Frequentemente, andando pelas cidades, aqui em São Paulo ou no interior, dou com idosos nas janelas. Observam as calçadas placidamente, deixam-se ficar debruçados por extensos momentos, as mãos segurando os queixos, emoldurados por esquadrias de madeira, de ferro, formando quadros para mim sempre curiosos. Há nesses olhares endereçados a partir das casas, quartos ou salas, certo mistério. E beleza. Parecem, a gente vivida ali pendurada, desejar no gesto retornar ao passado. Associo ao movimento, menos ação e mais um deixar-se ficar, apenas entregar-se aos minutos, largar-se, buscas ligadas à memória. A agitação cotidiana exposta do lado de fora, sem roteiro ou história, permitindo livre passear pretérito. Do lado direito a mocinha recolhe em um saquinho as necessidades de um cachorro: Sultão. Ela tão Clotilde… Atravessando a rua apressado, pasta debaixo do braço, segue tio Pasqualino, sempre atrasado para o trabalho. O carro para no farol, aguarda, amarelo, segue. Maritacas passam em voo rasante fazendo estardalhaço. Verdinhas, bonitas, alegres. A gaita do amolador, passo lento do Amarildo — por onde andará? — curvado sobre a geringonça que gira, gira, roda de bicicleta. O carro de gás, já houve um de leite, toca uma valsinha conhecida. Se o vento vem, melhor subir a gola do pijama. Friagem. O tempo perguntou ao tempo qual é o tempo que o tempo tem. No jardim da casa em frente meninas pulam corda. O cravo brigou com a rosa. Do lado a igreja em obras. Um aceno para o filho que sobe no táxi. Se essa rua fosse minha eu mandava ladrilhar. Terezinha de Jesus. E o pensamento correndo solto, voltando, lembranças se fazendo presentes. Há no velho saudade certa, gostosa, feita de associações. O mundo ao ar livre faz lembrar o que deveria ter sido e muitas vezes não foi. Ou foi? Vida. E como ainda era apenas expectativa, fica assim feito gravura, arte, a agitação ao redor sendo pintura viva. Natureza recorrente.

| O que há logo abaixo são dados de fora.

//! Indexed document representation.
//!
//! `IndexDocument` maps one-to-one onto the fields declared in `schema.rs`.
//!
//! ```rust
//! use torsearch_fts::IndexDocument;
//!
//! let doc = IndexDocument::builder()
//!     .catid("sid1")
//!     .title("Hello")
//!     .doc_type("post")
//!     .link("/post/p1")
//!     .content("Hello,World")
//!     .build();
//!
//! assert_eq!(doc.link, "/post/p1");
//! ```

use serde::{Deserialize, Serialize};
use tantivy::TantivyDocument;
use tantivy::schema::{Field, Value};

use crate::schema::IndexSchema;

/// One searchable unit, produced from one content record.
#[derive(Debug, Clone, Default, PartialEq, Eq, Serialize, Deserialize)]
pub struct IndexDocument {
    /// Category key (not unique).
    pub catid: String,
    /// Display title.
    pub title: String,
    /// Type label, stored under the `type` field.
    #[serde(rename = "type")]
    pub doc_type: String,
    /// Canonical link; the upsert key.
    pub link: String,
    /// Title plus normalized body text.
    pub content: String,
}

impl IndexDocument {
    /// Create a new document builder.
    pub fn builder() -> IndexDocumentBuilder {
        IndexDocumentBuilder::default()
    }

    /// Convert into a Tantivy document laid out by `schema`.
    pub fn to_tantivy(&self, schema: &IndexSchema) -> TantivyDocument {
        let mut doc = TantivyDocument::new();
        doc.add_text(schema.title, &self.title);
        doc.add_text(schema.catid, &self.catid);
        doc.add_text(schema.doc_type, &self.doc_type);
        doc.add_text(schema.link, &self.link);
        doc.add_text(schema.content, &self.content);
        doc
    }

    /// Read stored fields back from a Tantivy document.
    ///
    /// Missing fields come back empty.
    pub fn from_tantivy(doc: &TantivyDocument, schema: &IndexSchema) -> Self {
        Self {
            catid: stored_text(doc, schema.catid),
            title: stored_text(doc, schema.title),
            doc_type: stored_text(doc, schema.doc_type),
            link: stored_text(doc, schema.link),
            content: stored_text(doc, schema.content),
        }
    }
}

fn stored_text(doc: &TantivyDocument, field: Field) -> String {
    doc.get_first(field)
        .and_then(|value| value.as_str())
        .unwrap_or_default()
        .to_string()
}

/// Builder for [`IndexDocument`].
#[derive(Debug, Default)]
pub struct IndexDocumentBuilder {
    doc: IndexDocument,
}

impl IndexDocumentBuilder {
    /// Set the category key.
    pub fn catid(mut self, catid: impl Into<String>) -> Self {
        self.doc.catid = catid.into();
        self
    }

    /// Set the title.
    pub fn title(mut self, title: impl Into<String>) -> Self {
        self.doc.title = title.into();
        self
    }

    /// Set the type label.
    pub fn doc_type(mut self, doc_type: impl Into<String>) -> Self {
        self.doc.doc_type = doc_type.into();
        self
    }

    /// Set the canonical link.
    pub fn link(mut self, link: impl Into<String>) -> Self {
        self.doc.link = link.into();
        self
    }

    /// Set the content body.
    pub fn content(mut self, content: impl Into<String>) -> Self {
        self.doc.content = content.into();
        self
    }

    /// Build the document.
    pub fn build(self) -> IndexDocument {
        self.doc
    }
}

// ============================================================================
// Tests
// ============================================================================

Da mesa da cozinha, café da manhã, vejo o prédio elegante recém-construído em frente. Varandas gourmet. No ambiente bem-mobiliado do sexto andar há uma senhora sentada em um sofá. Branco como os cabelos dela. Ergue-se, abre o vidro de correr, vem para o terraço, inclina-se sobre o batente de metal. Robe de chambre cor-de-rosa, parece de flanela, quentinho. Encanta-se com a copa exageradamente florida da árvore vista de cima. Ipê roxo. Busca alguma coisa no bolso, olha para os lados furtivamente escondendo a perspectiva do vício, acende um cigarro. Solta a fumaça para cima, olhando o céu imprensado entre construções. Imagino querer ocultar também o odor do tabaco. Talvez uma nora vigilante. Em cada baforada o evidente prazer. Acaba, joga a bituca para baixo em direção à alameda. Tira do bolso o que parece ser uma bala. Certamente de hortelã. E fica por ali sonhando enquanto o hálito se refresca. Atende o celular, o mundo parece implicar com os momentos de contemplação, já não se pode somente estar. Gesticula, ri, vislumbro de longe unhas pintadas. Desliga. Mas não vai embora. Fica ali inclinada, a cabeça seguindo os carros que passam, as gentes do bairro, o carteiro que toca a campainha do sobrado em frente e aguarda, vestindo bermuda e calçando tênis.
Exagerado, decido comer mais um pãozinho francês. Torrado, crocante, delícia assim lambuzado de manteiga. Sorvo o café com leite fumegante. Meu dia se inicia bem. E então dou-me conta de que também estou na janela. E só Carolina não viu.